I have been meaning to ask this question since I found TAM over a month ago but have had so many other “issues” that I forgot. Last night while having another argument about sex? "She keep coughing every time I tried to kiss her yet during the 1 hour fight/ argument she never coughed once! Anyway, my wife brought up the topic and I was reminded.

There have been a few times in the last 5 months or so when I have gotten plane soft?
Sometimes just before penetration and sometimes during.

I am the one who always initiates sex and I am always ready, after she finally relents usually with words like “just hurry up”. I find that I become soft?


----------



## ClipClop (Apr 28, 2011)

Who wouldn't?
_Posted via Mobile Device_


----------



## eagleclaw (Sep 20, 2010)

Yup, it's 90% in your mind. If your wife is not engaging you and creating a passionate atmosphere it can be VERY difficult. Then after that happens once or twice you start to consciously think about it and wonder if it's going to happen again, which takes away from the experience and sometimes makes it happen again.

If your wife then gets angry and assumes you don't find her attractive or are cheating on her or something you then are so worried about it happening again that you start to get anxiety about it which MAKES it happen. Your situation is about your wifes response, or lack of it. If it continues it WILL get worse. 

Don't accept bad sex, or lack of effort.


----------



## PBear (Nov 16, 2010)

You make it sound like the two things are exclusive of each other. ED is often caused by emotional/stress issues, sometimes within a relationship, other times by outside things like career/financial issues.

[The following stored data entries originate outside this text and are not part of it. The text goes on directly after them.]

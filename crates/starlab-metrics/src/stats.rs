//! Descriptive statistics over finite samples

use std::hash::Hash;

use rustc_hash::FxHashMap;
use serde::Serialize;

/// Arithmetic mean; `None` for an empty sample.
pub fn mean(values: &[f64]) -> Option<f64> {
    if values.is_empty() {
        return None;
    }
    Some(values.iter().sum::<f64>() / values.len() as f64)
}

/// Median with the even-count midpoint rule; `None` for an empty sample.
pub fn median(values: &[f64]) -> Option<f64> {
    if values.is_empty() {
        return None;
    }
    let mut sorted = values.to_vec();
    sorted.sort_by(f64::total_cmp);
    let mid = sorted.len() / 2;
    if sorted.len() % 2 == 0 {
        Some((sorted[mid - 1] + sorted[mid]) / 2.0)
    } else {
        Some(sorted[mid])
    }
}

/// Most frequent value(s). Ties are all reported, in ascending order.
#[derive(Debug, Clone, PartialEq, Eq, Serialize)]
pub struct Mode<T> {
    pub values: Vec<T>,
    pub frequency: usize,
}

impl<T> Mode<T> {
    pub fn is_tie(&self) -> bool {
        self.values.len() > 1
    }
}

/// Every value sharing the highest frequency; `None` for an empty sample.
pub fn modes<'a, T, I>(values: I) -> Option<Mode<T>>
where
    T: Hash + Eq + Ord + Clone + 'a,
    I: IntoIterator<Item = &'a T>,
{
    let mut counts: FxHashMap<&T, usize> = FxHashMap::default();
    for v in values {
        *counts.entry(v).or_default() += 1;
    }
    let frequency = counts.values().copied().max()?;
    let mut tied: Vec<T> = counts
        .into_iter()
        .filter(|&(_, n)| n == frequency)
        .map(|(v, _)| v.clone())
        .collect();
    tied.sort();
    Some(Mode {
        values: tied,
        frequency,
    })
}

/// Mode of an integer sample, kept only when some value repeats.
pub fn recurring_mode(values: &[u64]) -> Option<Mode<u64>> {
    modes(values).filter(|m| m.frequency > 1)
}

/// Summary of one numeric column.
#[derive(Debug, Clone, PartialEq, Serialize)]
pub struct Distribution {
    pub count: usize,
    pub mean: f64,
    pub median: f64,
    pub min: f64,
    pub max: f64,
    /// Integer columns only; absent when every value is distinct
    #[serde(skip_serializing_if = "Option::is_none")]
    pub mode: Option<Mode<u64>>,
}

impl Distribution {
    /// `None` for an empty sample.
    pub fn from_reals(values: &[f64]) -> Option<Self> {
        let mean = mean(values)?;
        let median = median(values)?;
        let (min, max) = values
            .iter()
            .fold((f64::INFINITY, f64::NEG_INFINITY), |(lo, hi), &v| (lo.min(v), hi.max(v)));
        Some(Self {
            count: values.len(),
            mean,
            median,
            min,
            max,
            mode: None,
        })
    }

    /// Like [`from_reals`](Self::from_reals), plus the mode.
    pub fn from_counts(values: &[u64]) -> Option<Self> {
        let reals: Vec<f64> = values.iter().map(|&v| v as f64).collect();
        let mut dist = Self::from_reals(&reals)?;
        dist.mode = recurring_mode(values);
        Some(dist)
    }
}
//! Cursor-driven page loop
//!
//! Pages are requested strictly one after another and appended in request
//! order, so the output keeps the source's stars-descending order.

use std::sync::atomic::{AtomicBool, Ordering};
use std::time::Duration;

use indicatif::ProgressBar;
use starlab_core::{CollectError, RetryPolicy, fmt_num, retry_with_backoff, shutdown_flag};

use crate::api::PageSource;
use crate::schema::RawRecord;

#[derive(Debug, Clone)]
pub struct PaginatorConfig {
    /// Records requested per page
    pub page_size: usize,
    /// Stop once this many records are collected
    pub target: usize,
    /// Pause between consecutive requests (not before the first)
    pub request_delay: Duration,
    pub retry: RetryPolicy,
    /// Hand back already-collected records when the run fails
    pub keep_partial: bool,
}

impl Default for PaginatorConfig {
    fn default() -> Self {
        Self {
            page_size: 10,
            target: 1000,
            request_delay: Duration::from_millis(500),
            retry: RetryPolicy::default(),
            keep_partial: false,
        }
    }
}

/// Why the loop stopped without an error.
#[derive(Debug, Clone, Copy, PartialEq, Eq)]
pub enum CollectionEnd {
    TargetReached,
    /// Source reported no further pages before the target
    Exhausted,
    /// Shutdown requested between pages
    Interrupted,
}

/// Records gathered by a successful run.
#[derive(Debug)]
pub struct Collected {
    pub records: Vec<RawRecord>,
    pub pages: usize,
    pub end: CollectionEnd,
}

/// Fatal error plus what was gathered before it.
#[derive(Debug)]
pub struct PaginationFailure {
    pub error: CollectError,
    /// Records collected before the failure
    pub collected: usize,
    pub pages: usize,
    /// The records themselves, only when `keep_partial` was set
    pub partial: Option<Vec<RawRecord>>,
}

impl std::fmt::Display for PaginationFailure {
    fn fmt(&self, f: &mut std::fmt::Formatter<'_>) -> std::fmt::Result {
        write!(
            f,
            "{} ({} repositories collected before failure)",
            self.error, self.collected
        )
    }
}

impl std::error::Error for PaginationFailure {
    fn source(&self) -> Option<&(dyn std::error::Error + 'static)> {
        Some(&self.error)
    }
}

pub struct Paginator<S> {
    source: S,
    config: PaginatorConfig,
    pb: ProgressBar,
    stop: &'static AtomicBool,
}

impl<S: PageSource> Paginator<S> {
    pub fn new(source: S, config: PaginatorConfig) -> Self {
        Self {
            source,
            config,
            pb: ProgressBar::hidden(),
            stop: shutdown_flag(),
        }
    }

    pub fn with_progress(mut self, pb: ProgressBar) -> Self {
        self.pb = pb;
        self
    }

    /// Use a flag other than the process-wide shutdown flag.
    pub fn with_stop_flag(mut self, stop: &'static AtomicBool) -> Self {
        self.stop = stop;
        self
    }

    /// Drive the source until the target is reached or it runs out.
    pub fn run(self) -> Result<Collected, PaginationFailure> {
        let Self {
            mut source,
            config,
            pb,
            stop,
        } = self;

        let mut records: Vec<RawRecord> = Vec::with_capacity(config.target.min(10_000));
        let mut cursor: Option<String> = None;
        let mut page = 0usize;

        let fail = |error: CollectError, records: Vec<RawRecord>, page: usize| {
            log::error!(
                "Collection aborted at page {page} with {} repositories: {error}",
                records.len()
            );
            PaginationFailure {
                error,
                collected: records.len(),
                pages: page,
                partial: config.keep_partial.then_some(records),
            }
        };

        let end = loop {
            if records.len() >= config.target {
                break CollectionEnd::TargetReached;
            }
            if stop.load(Ordering::Relaxed) {
                log::warn!("Shutdown requested, stopping after {page} pages");
                break CollectionEnd::Interrupted;
            }
            if page > 0 && !config.request_delay.is_zero() {
                std::thread::sleep(config.request_delay);
            }
            page += 1;
            pb.set_message(format!("page {page} · {}/{}", fmt_num(records.len()), fmt_num(config.target)));

            let label = format!("page {page}");
            let result = retry_with_backoff(&label, config.retry, &pb, || {
                source.fetch_page(cursor.as_deref(), config.page_size)
            });
            let raw = match result {
                Ok(raw) => raw,
                Err(e) => return Err(fail(e, records, page)),
            };

            if raw.has_more && raw.records.is_empty() {
                let e = CollectError::InconsistentPagination {
                    page,
                    message: "page has no records but more pages are reported".to_string(),
                };
                return Err(fail(e, records, page));
            }
            if raw.has_more && raw.next_cursor.is_none() {
                let e = CollectError::InconsistentPagination {
                    page,
                    message: "more pages reported without a continuation cursor".to_string(),
                };
                return Err(fail(e, records, page));
            }

            let received = raw.records.len();
            let remaining = config.target - records.len();
            records.extend(raw.records.into_iter().take(remaining));
            log::info!(
                "Page {page}: {received} repositories (total {})",
                fmt_num(records.len())
            );

            if records.len() >= config.target {
                break CollectionEnd::TargetReached;
            }
            if !raw.has_more {
                log::info!("Source exhausted after {page} pages");
                break CollectionEnd::Exhausted;
            }
            cursor = raw.next_cursor;
        };

        Ok(Collected {
            records,
            pages: page,
            end,
        })
    }
}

I ran into something similar when in the early stages of my separation (obviously relationship stress, working 90 hour weeks, etc). A prescription of Cialis perked things up quickly, and rebuilt confidence. Now I just use them for "special" occasions. 

C


----------



## Therealbrighteyes (Feb 11, 2010)

Your drinking has a LOT to do with it.


----------



## Mom6547 (Jul 13, 2010)

frustated said:


> I am the one who always initiates sex and I am always ready, after she finally relents usually with words like “just hurry up”.


Why are you two together?


----------



## DanF (Sep 27, 2010)

The coughing and the "just hurry up" would kill me.
If I simply wanted a f**k, I could get a hooker.
However, if I'm going to make love to my wife, I want her engaged and enthusiastic.


----------



## eagleclaw (Sep 20, 2010)

PBear said:


> You make it sound like the two things are exclusive of each other. ED is often caused by emotional/stress issues, sometimes within a relationship, other times by outside things like career/financial issues.
> 
> I ran into something similar when in the early stages of my separation (obviously relationship stress, working 90 hour weeks, etc). A prescription of Cialis perked things up quickly, and rebuilt confidence. Now I just use them for "special" occasions.
> 
> C


I hope it didn't read that way, because the point I was getting at is pretty much what you said. Although in his case, his wife reacting that way most certainly contributes. I have had the exact situation I described. And yes Cialis helped me as well. However I still have the anxiety at times and never in my life before the that had it happened before. But once it does, you always wonder if it will again.


----------



## frustated (Jun 24, 2011)

Therealbrighteyes said:


> Your drinking has a LOT to do with it.


 I have been working on that the 36 pack I bought last Saturday has not been opened!


----------



## frustated (Jun 24, 2011)

Mom6547 said:


> Why are you two together?


The children of course! I always thought I could hold out until they were both over 18, the youngest is 15. I really don't think i will make it. Every day I get older and more frustrated I'm 45 now.


----------



## Closer (Jul 15, 2011)

Hmmm... I think PBear''s and eagleclaw's advice about Cialis may help you.


----------



## frustated (Jun 24, 2011)

eagleclaw said:


> Yup, it's 90% in your mind. If your wife is not engaging you and creating a passionate atmosphere it can be VERY difficult. Then after that happens once or twice you start to consciously think about it and wonder if it's going to happen again, which takes away from the experience and sometimes makes it happen again.
> 
> If your wife then gets angry and assumes you don't find her attractive or are cheating on her or something you then are so worried about it happening again that you start to get anxiety about it which MAKES it happen. Your situation is about your wifes response, or lack of it. If it continues it WILL get worse.
> 
> ...


----------



## tacoma (May 1, 2011)

frustated said:


> I am the one who always initiates sex and I am always ready, after she finally relents usually with words like “just hurry up”. I find that I become soft?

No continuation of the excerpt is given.